## Task directions
Copy the lines below exactly. Start at the first and finish with the line containing "pub trait Stylize: Display".
** Opening Record excerpts block **
//! CLI styling utilities
//!
//! Provides semantic styling via the [`Stylize`] trait with automatic
//! terminal color support detection (delegated to `owo-colors`).
//!
//! | Method        | Color | Semantic Use                       |
//! |---------------|-------|------------------------------------|
//! | `.accent()`   | Cyan  | Primary info: logins, env vars     |
//! | `.muted()`    | Dim   | Secondary: token source, hints     |
//! | `.emphasis()` | Bold  | Headers                            |

use std::fmt::{self, Display};

use owo_colors::{OwoColorize, Stream, Style};

const ACCENT: Style = Style::new().cyan();
const SUCCESS: Style = Style::new().green();
const MUTED: Style = Style::new().dimmed();
const EMPHASIS: Style = Style::new().bold();

/// A value with semantic styling applied.
///
/// Implements [`Display`] to render with ANSI codes when supported.
/// `owo-colors` respects `NO_COLOR`, `CLICOLOR`, `CLICOLOR_FORCE`, and TTY
/// detection.
#[derive(Clone, Debug)]
pub struct Styled<T> {
    value: T,
    style: Style,
    stream: Stream,
}

impl<T> Styled<T> {
    const fn new(value: T, style: Style, stream: Stream) -> Self {
        Self {
            value,
            style,
            stream,
        }
    }
}

impl<T: Display> Display for Styled<T> {
    fn fmt(&self, f: &mut fmt::Formatter<'_>) -> fmt::Result {
        write!(
            f,
            "{}",
            self.value
                .if_supports_color(self.stream, |v| v.style(self.style))
        )
    }
}

/// Extension trait for semantic terminal styling.
///
/// Automatically implemented for all [`Display`] types.
pub trait Stylize: Display {
    /// Accent color (cyan) for primary information.
    fn accent(&self) -> Styled<&Self> {
        Styled::new(self, ACCENT, Stream::Stdout)
    }

    /// Muted style (dim) for secondary information.
    fn muted(&self) -> Styled<&Self> {
        Styled::new(self, MUTED, Stream::Stdout)
    }

    /// Emphasis style (bold) for headers.
    fn emphasis(&self) -> Styled<&Self> {
        Styled::new(self, EMPHASIS, Stream::Stdout)
    }
}

impl<T: Display + ?Sized> Stylize for T {}

/// Success checkmark
pub const CHECK: &str = "✓";

/// Green checkmark for success states.
#[inline]
pub const fn check() -> Styled<&'static str> {
    Styled::new(CHECK, SUCCESS, Stream::Stdout)
}
//! CLI commands
//!
//! Command implementations for the `forge-github` binary.

mod auth;
mod options;
mod style;

pub use auth::{run_auth_setup, run_auth_test};
pub use options::run_options;

use clap::Args;
use forge_github::error::{Error, Result};
use forge_github::{ClientConfig, ClientOptions};

/// Client configuration flags shared by all commands
#[derive(Args, Debug, Default)]
pub struct ClientArgs {
    /// GitHub token (defaults to GITHUB_TOKEN)
    #[arg(long, global = true)]
    pub token: Option<String>,

    /// API base URL, e.g. https://github.example.com/api/v3
    #[arg(long, global = true)]
    pub base_url: Option<String>,

    /// Extra request header (repeatable)
    #[arg(short = 'H', long = "header", value_name = "KEY=VALUE", global = true)]
    pub headers: Vec<String>,
}

impl ClientArgs {
    /// Resolve these flags into a client configuration
    pub fn to_config(&self, required: bool) -> Result<ClientConfig> {
        Ok(ClientConfig::new(
            self.token.clone(),
            required,
            self.client_options()?,
        ))
    }

    fn client_options(&self) -> Result<ClientOptions> {
        let mut options = ClientOptions::new();
        if let Some(ref url) = self.base_url {
            options = options.with_base_url(url);
        }
        for raw in &self.headers {
            let (name, value) = parse_header(raw)?;
            options = options.with_header(name, value);
        }
        Ok(options)
    }
}

fn parse_header(raw: &str) -> Result<(&str, &str)> {
    match raw.split_once('=') {
        Some((name, value)) if !name.trim().is_empty() => Ok((name.trim(), value.trim())),
        _ => Err(Error::InvalidOption {
            key: "headers".to_string(),
            reason: format!("invalid header \"{raw}\": expected KEY=VALUE"),
        }),
    }
}
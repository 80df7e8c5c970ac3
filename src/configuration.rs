use std::fs::File;
use std::io::BufReader;
use std::path::Path;

use serde::{
    Serialize,
    Deserialize
};
use tracing::debug;

use crate::holidayerror::Result;
use crate::publicholiday::germanpublicholiday::GermanPublicHoliday;
use crate::publicholiday::state::State;

#[derive(Debug, Default, PartialEq, Eq, Clone, Serialize, Deserialize)]
#[serde(deny_unknown_fields)]
pub struct Configuration {
    #[serde(default)]
    state: State
}

impl Configuration {
    pub fn new(state: State) -> Configuration {
        Configuration { state }
    }

    pub fn state(&self) -> State {
        self.state
    }

    pub fn from_json_value(json_value: serde_json::Value) -> Result<Configuration> {
        Ok(serde_json::from_value(json_value)?)
    }

    pub fn from_reader<P: AsRef<Path>>(file_path: P) -> Result<Configuration> {
        let file = File::open(file_path.as_ref())?;
        let reader = BufReader::new(file);
        let configuration: Configuration = serde_json::from_reader(reader)?;
        debug!(path = %file_path.as_ref().display(), state = %configuration.state, "loaded configuration");
        Ok(configuration)
    }

    pub fn calendar(&self) -> GermanPublicHoliday {
        GermanPublicHoliday::new(self.state)
    }
}

#[cfg(test)]
mod tests {
    use serde_json::json;

    use super::*;
    use crate::holidayerror::HolidayError;

    #[test]
    fn state_defaults_to_all() {
        let configuration = Configuration::from_json_value(json!({})).unwrap();
        assert_eq!(configuration.state(), State::ALL);
        assert_eq!(configuration.calendar().state(), State::ALL);
    }

    #[test]
    fn reads_state_code() {
        let configuration = Configuration::from_json_value(json!({ "state": "by" })).unwrap();
        assert_eq!(configuration, Configuration::new(State::BY));
    }

    #[test]
    fn rejects_bad_input() {
        assert!(matches!(
            Configuration::from_json_value(json!({ "state": "Bavaria" })),
            Err(HolidayError::JsonParse(_))
        ));
        assert!(Configuration::from_json_value(json!({ "land": "BY" })).is_err());
    }

    #[test]
    fn missing_file_is_io_error() {
        let result = Configuration::from_reader("/nonexistent/publicholiday/config.json");
        assert!(matches!(result, Err(HolidayError::Io(_))));
    }
}
pub mod configuration;
pub mod holidayerror;

pub mod publicholiday {
    pub mod state;
    pub mod observance;
    pub mod holidaykind;
    pub mod holidayset;
    pub mod publicholidaycalendar;
    pub mod germanpublicholiday;
}

pub mod time {
    pub mod movablefeast;
    pub mod rangeofdates;

    pub mod recurringholiday {
        pub mod recurringholiday;
        pub mod fixeddateholiday;
        pub mod easterrelatedholiday;
        pub mod weekdaybeforeholiday;
    }
}
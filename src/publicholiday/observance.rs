use super::holidaykind::HolidayKind;
use super::state::State;

/// Where a holiday counts as a statutory day off.
#[derive(Debug, PartialEq, Eq, Clone, Copy)]
pub enum Observance {
    Nationwide,
    Regional(&'static [State]),
    /// Listed among the holidays but never a statutory day off.
    Never
}

impl Observance {
    pub fn applies_to(&self, state: State) -> bool {
        match self {
            Observance::Nationwide => true,
            Observance::Regional(states) => states.contains(&state),
            Observance::Never => false
        }
    }
}

pub const EPIPHANY_STATES: &[State] = &[State::BW, State::BY, State::ST];

pub const CORPUS_CHRISTI_STATES: &[State] = &[
    State::BW, State::BY, State::HE, State::NW, State::RP, State::SL
];

pub const ASSUMPTION_STATES: &[State] = &[State::SL];

pub const REFORMATION_STATES: &[State] = &[
    State::BB, State::MV, State::SN, State::ST, State::TH
];

pub const ALL_SAINTS_STATES: &[State] = &[
    State::BW, State::BY, State::NW, State::RP, State::SL
];

pub const REPENTANCE_STATES: &[State] = &[State::SN];

#[derive(Debug, PartialEq, Eq, Clone, Copy)]
pub enum ExceptionEffect {
    ObservedEverywhere,
    ObservedNowhere
}

impl ExceptionEffect {
    pub fn is_observed(&self) -> bool {
        matches!(self, ExceptionEffect::ObservedEverywhere)
    }
}

/// One-off deviation from the observance table for a single year.
#[derive(Debug, PartialEq, Eq, Clone, Copy)]
pub struct HistoricalException {
    pub kind: HolidayKind,
    pub year: i32,
    pub effect: ExceptionEffect
}

pub const HISTORICAL_EXCEPTIONS: &[HistoricalException] = &[
    // 500th anniversary of the Reformation
    HistoricalException {
        kind: HolidayKind::Reformation,
        year: 2017,
        effect: ExceptionEffect::ObservedEverywhere
    }
];

pub fn historical_exception(kind: HolidayKind, year: i32) -> Option<ExceptionEffect> {
    HISTORICAL_EXCEPTIONS
        .iter()
        .find(|exception| exception.kind == kind && exception.year == year)
        .map(|exception| exception.effect)
}

#[cfg(test)]
mod tests {
    use super::*;

    #[test]
    fn regional_membership() {
        let observance = Observance::Regional(CORPUS_CHRISTI_STATES);
        assert!(observance.applies_to(State::HE));
        assert!(!observance.applies_to(State::SN));
        assert!(!observance.applies_to(State::ALL));
    }

    #[test]
    fn nationwide_and_never() {
        for state in State::VALUES {
            assert!(Observance::Nationwide.applies_to(state));
            assert!(!Observance::Never.applies_to(state));
        }
    }

    #[test]
    fn reformation_2017_only() {
        assert_eq!(
            historical_exception(HolidayKind::Reformation, 2017),
            Some(ExceptionEffect::ObservedEverywhere)
        );
        assert_eq!(historical_exception(HolidayKind::Reformation, 2018), None);
        assert_eq!(historical_exception(HolidayKind::AllSaints, 2017), None);
    }

    #[test]
    fn no_state_table_names_all() {
        for states in [
            EPIPHANY_STATES,
            CORPUS_CHRISTI_STATES,
            ASSUMPTION_STATES,
            REFORMATION_STATES,
            ALL_SAINTS_STATES,
            REPENTANCE_STATES
        ] {
            assert!(!states.contains(&State::ALL));
        }
    }
}
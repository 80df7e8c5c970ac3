use std::collections::BTreeSet;

use chrono::NaiveDate;
use tracing::{debug, trace};

use crate::holidayerror::Result;
use super::holidaykind::HolidayKind;
use super::holidayset::HolidaySet;
use super::observance::historical_exception;
use super::publicholidaycalendar::PublicHolidayCalendar;
use super::state::State;

/// German federal holidays plus the holidays of one federal state.
///
/// `State::ALL` observes the federal holidays only.
#[derive(Debug, Default, PartialEq, Eq, Clone, Copy)]
pub struct GermanPublicHoliday {
    state: State
}

impl GermanPublicHoliday {
    pub fn new(state: State) -> GermanPublicHoliday {
        GermanPublicHoliday { state }
    }

    pub fn state(&self) -> State {
        self.state
    }

    /// Whether `kind` is a statutory day off in the configured state in `year`.
    pub fn observes(&self, kind: HolidayKind, year: i32) -> bool {
        match historical_exception(kind, year) {
            Some(effect) => effect.is_observed(),
            None => kind.observance().applies_to(self.state)
        }
    }

    pub fn new_year(year: i32) -> Result<NaiveDate> {
        HolidayKind::NewYear.date(year)
    }

    pub fn epiphany(year: i32) -> Result<NaiveDate> {
        HolidayKind::Epiphany.date(year)
    }

    pub fn good_friday(year: i32) -> Result<NaiveDate> {
        HolidayKind::GoodFriday.date(year)
    }

    pub fn easter_sunday(year: i32) -> Result<NaiveDate> {
        HolidayKind::EasterSunday.date(year)
    }

    pub fn easter_monday(year: i32) -> Result<NaiveDate> {
        HolidayKind::EasterMonday.date(year)
    }

    pub fn labour_day(year: i32) -> Result<NaiveDate> {
        HolidayKind::LabourDay.date(year)
    }

    pub fn ascension(year: i32) -> Result<NaiveDate> {
        HolidayKind::Ascension.date(year)
    }

    pub fn pentecost_sunday(year: i32) -> Result<NaiveDate> {
        HolidayKind::PentecostSunday.date(year)
    }

    pub fn pentecost_monday(year: i32) -> Result<NaiveDate> {
        HolidayKind::PentecostMonday.date(year)
    }

    pub fn corpus_christi(year: i32) -> Result<NaiveDate> {
        HolidayKind::CorpusChristi.date(year)
    }

    pub fn assumption(year: i32) -> Result<NaiveDate> {
        HolidayKind::Assumption.date(year)
    }

    pub fn german_unity(year: i32) -> Result<NaiveDate> {
        HolidayKind::GermanUnity.date(year)
    }

    pub fn reformation(year: i32) -> Result<NaiveDate> {
        HolidayKind::Reformation.date(year)
    }

    pub fn all_saints(year: i32) -> Result<NaiveDate> {
        HolidayKind::AllSaints.date(year)
    }

    /// Buß- und Bettag: the Wednesday before November 23rd.
    pub fn repentance(year: i32) -> Result<NaiveDate> {
        HolidayKind::Repentance.date(year)
    }

    pub fn christmas_eve(year: i32) -> Result<NaiveDate> {
        HolidayKind::ChristmasEve.date(year)
    }

    pub fn christmas(year: i32) -> Result<NaiveDate> {
        HolidayKind::Christmas.date(year)
    }

    pub fn st_stephen(year: i32) -> Result<NaiveDate> {
        HolidayKind::StStephen.date(year)
    }

    pub fn new_years_eve(year: i32) -> Result<NaiveDate> {
        HolidayKind::NewYearsEve.date(year)
    }
}

impl PublicHolidayCalendar for GermanPublicHoliday {
    fn all_holidays(&self, year: i32) -> Result<HolidaySet> {
        let mut holidays = HolidaySet::new();
        for kind in HolidayKind::VALUES {
            holidays.insert(kind.date(year)?, kind);
        }
        trace!(year, count = holidays.len(), "assembled candidate holidays");
        Ok(holidays)
    }

    fn observed_holidays(&self, year: i32) -> Result<HolidaySet> {
        let candidates = self.all_holidays(year)?;

        let excluded: BTreeSet<NaiveDate> = candidates
            .iter()
            .filter(|(_, kind)| !self.observes(**kind, year))
            .map(|(d, _)| *d)
            .collect();

        let observed = candidates.filtered(|d, _| !excluded.contains(d));
        debug!(
            year,
            state = %self.state,
            observed = observed.len(),
            excluded = excluded.len(),
            "filtered holidays by state"
        );
        Ok(observed)
    }
}
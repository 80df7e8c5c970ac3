use std::collections::BTreeMap;
use std::collections::btree_map::{Entry, Iter};

use chrono::NaiveDate;
use tracing::debug;

use super::holidaykind::HolidayKind;

/// Holidays keyed by date, iterated in ascending date order.
#[derive(Debug, Default, PartialEq, Eq, Clone)]
pub struct HolidaySet {
    holidays: BTreeMap<NaiveDate, HolidayKind>
}

impl HolidaySet {
    pub fn new() -> HolidaySet {
        HolidaySet { holidays: BTreeMap::new() }
    }

    /// Adds `kind` on `date` unless the date is already taken. Returns
    /// whether the entry was added; the earlier holiday always stays.
    pub fn insert(&mut self, date: NaiveDate, kind: HolidayKind) -> bool {
        match self.holidays.entry(date) {
            Entry::Vacant(entry) => {
                entry.insert(kind);
                true
            },
            Entry::Occupied(entry) => {
                debug!(%date, kept = %entry.get(), dropped = %kind, "holiday date collision");
                false
            }
        }
    }

    pub fn get(&self, date: &NaiveDate) -> Option<HolidayKind> {
        self.holidays.get(date).copied()
    }

    pub fn name(&self, date: &NaiveDate) -> Option<&'static str> {
        self.get(date).map(|kind| kind.name())
    }

    pub fn contains(&self, date: &NaiveDate) -> bool {
        self.holidays.contains_key(date)
    }

    pub fn contains_kind(&self, kind: HolidayKind) -> bool {
        self.holidays.values().any(|k| *k == kind)
    }

    pub fn len(&self) -> usize {
        self.holidays.len()
    }

    pub fn is_empty(&self) -> bool {
        self.holidays.is_empty()
    }

    pub fn iter(&self) -> Iter<'_, NaiveDate, HolidayKind> {
        self.holidays.iter()
    }

    pub fn dates(&self) -> Vec<NaiveDate> {
        self.holidays.keys().copied().collect()
    }

    pub fn names(&self) -> Vec<&'static str> {
        self.holidays.values().map(|kind| kind.name()).collect()
    }

    /// Entries of `self` satisfying `predicate`, as a new set.
    pub fn filtered<F>(&self, mut predicate: F) -> HolidaySet
        where F: FnMut(&NaiveDate, &HolidayKind) -> bool {
        HolidaySet {
            holidays: self.holidays
                .iter()
                .filter(|(date, kind)| predicate(*date, *kind))
                .map(|(date, kind)| (*date, *kind))
                .collect()
        }
    }

    /// Moves every entry of `other` into `self`, keeping existing entries
    /// on collision.
    pub fn merge(&mut self, other: HolidaySet) {
        for (date, kind) in other.holidays {
            self.insert(date, kind);
        }
    }

    pub fn is_subset(&self, other: &HolidaySet) -> bool {
        self.holidays.iter().all(|(date, kind)| other.get(date) == Some(*kind))
    }
}

impl<'a> IntoIterator for &'a HolidaySet {
    type Item = (&'a NaiveDate, &'a HolidayKind);
    type IntoIter = Iter<'a, NaiveDate, HolidayKind>;

    fn into_iter(self) -> Self::IntoIter {
        self.iter()
    }
}

impl Extend<(NaiveDate, HolidayKind)> for HolidaySet {
    fn extend<T: IntoIterator<Item = (NaiveDate, HolidayKind)>>(&mut self, iter: T) {
        for (date, kind) in iter {
            self.insert(date, kind);
        }
    }
}

impl FromIterator<(NaiveDate, HolidayKind)> for HolidaySet {
    fn from_iter<T: IntoIterator<Item = (NaiveDate, HolidayKind)>>(iter: T) -> HolidaySet {
        let mut set = HolidaySet::new();
        set.extend(iter);
        set
    }
}
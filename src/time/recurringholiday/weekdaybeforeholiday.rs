use chrono::{Days, NaiveDate, Weekday};

use crate::holidayerror::{HolidayError, Result};
use crate::time::movablefeast::{find_nearest_weekday, SearchDirection};
use super::recurringholiday::RecurringHoliday;

const ONE_DAY: Days = Days::new(1);

/// The last given weekday strictly before a fixed anchor date,
/// e.g. the Wednesday before November 23rd.
#[derive(Debug, PartialEq, Eq, Clone, Copy)]
pub struct WeekdayBeforeHoliday {
    month: u32,
    day: u32,
    weekday: Weekday
}

impl WeekdayBeforeHoliday {
    pub fn new(month: u32, day: u32, weekday: Weekday) -> Result<WeekdayBeforeHoliday> {
        if NaiveDate::from_ymd_opt(2000, month, day).is_none() {
            return Err(HolidayError::InvalidDate { month, day });
        }
        Ok(WeekdayBeforeHoliday { month, day, weekday })
    }

    pub(crate) const fn new_unchecked(month: u32, day: u32, weekday: Weekday) -> WeekdayBeforeHoliday {
        WeekdayBeforeHoliday { month, day, weekday }
    }

    pub fn month(&self) -> u32 {
        self.month
    }

    pub fn day(&self) -> u32 {
        self.day
    }

    pub fn weekday(&self) -> Weekday {
        self.weekday
    }
}

impl RecurringHoliday for WeekdayBeforeHoliday {
    fn holiday_date(&self, year: i32) -> Result<NaiveDate> {
        let day_before_anchor = NaiveDate::from_ymd_opt(year, self.month, self.day)
            .and_then(|anchor| anchor.checked_sub_days(ONE_DAY))
            .ok_or(HolidayError::UnsupportedYear(year))?;
        find_nearest_weekday(day_before_anchor, self.weekday, SearchDirection::Backward)
    }
}
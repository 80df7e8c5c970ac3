use chrono::{Days, NaiveDate};

use crate::holidayerror::{HolidayError, Result};
use crate::time::movablefeast::{easter_for, EasterType};
use super::recurringholiday::RecurringHoliday;

/// A movable feast: Easter Sunday shifted by a whole number of days.
#[derive(Debug, PartialEq, Eq, Clone, Copy)]
pub struct EasterRelatedHoliday {
    easter_type: EasterType,
    shift_days: i32
}

impl EasterRelatedHoliday {
    pub const fn new(easter_type: EasterType, shift_days: i32) -> EasterRelatedHoliday {
        EasterRelatedHoliday {
            easter_type,
            shift_days
        }
    }

    pub fn easter_type(&self) -> EasterType {
        self.easter_type
    }

    pub fn shift_days(&self) -> i32 {
        self.shift_days
    }
}

impl RecurringHoliday for EasterRelatedHoliday {
    fn holiday_date(&self, year: i32) -> Result<NaiveDate> {
        let easter_day = easter_for(self.easter_type, year)?;
        let shift = Days::new(self.shift_days.unsigned_abs() as u64);
        let shifted = if self.shift_days >= 0 {
            easter_day.checked_add_days(shift)
        } else {
            easter_day.checked_sub_days(shift)
        };
        shifted.ok_or(HolidayError::UnsupportedYear(year))
    }
}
** Closing Record excerpts block **
## Response
//! CLI styling utilities
//!
//! Provides semantic styling via the [`Stylize`] trait with automatic
//! terminal color support detection (delegated to `owo-colors`).
//!
//! | Method        | Color | Semantic Use                       |
//! |---------------|-------|------------------------------------|
//! | `.accent()`   | Cyan  | Primary info: logins, env vars     |
//! | `.muted()`    | Dim   | Secondary: token source, hints     |
//! | `.emphasis()` | Bold  | Headers                            |

use std::fmt::{self, Display};

use owo_colors::{OwoColorize, Stream, Style};

const ACCENT: Style = Style::new().cyan();
const SUCCESS: Style = Style::new().green();
const MUTED: Style = Style::new().dimmed();
const EMPHASIS: Style = Style::new().bold();

/// A value with semantic styling applied.
///
/// Implements [`Display`] to render with ANSI codes when supported.
/// `owo-colors` respects `NO_COLOR`, `CLICOLOR`, `CLICOLOR_FORCE`, and TTY
/// detection.
#[derive(Clone, Debug)]
pub struct Styled<T> {
    value: T,
    style: Style,
    stream: Stream,
}

impl<T> Styled<T> {
    const fn new(value: T, style: Style, stream: Stream) -> Self {
        Self {
            value,
            style,
            stream,
        }
    }
}

impl<T: Display> Display for Styled<T> {
    fn fmt(&self, f: &mut fmt::Formatter<'_>) -> fmt::Result {
        write!(
            f,
            "{}",
            self.value
                .if_supports_color(self.stream, |v| v.style(self.style))
        )
    }
}

/// Extension trait for semantic terminal styling.
///
/// Automatically implemented for all [`Display`] types.
pub trait Stylize: Display {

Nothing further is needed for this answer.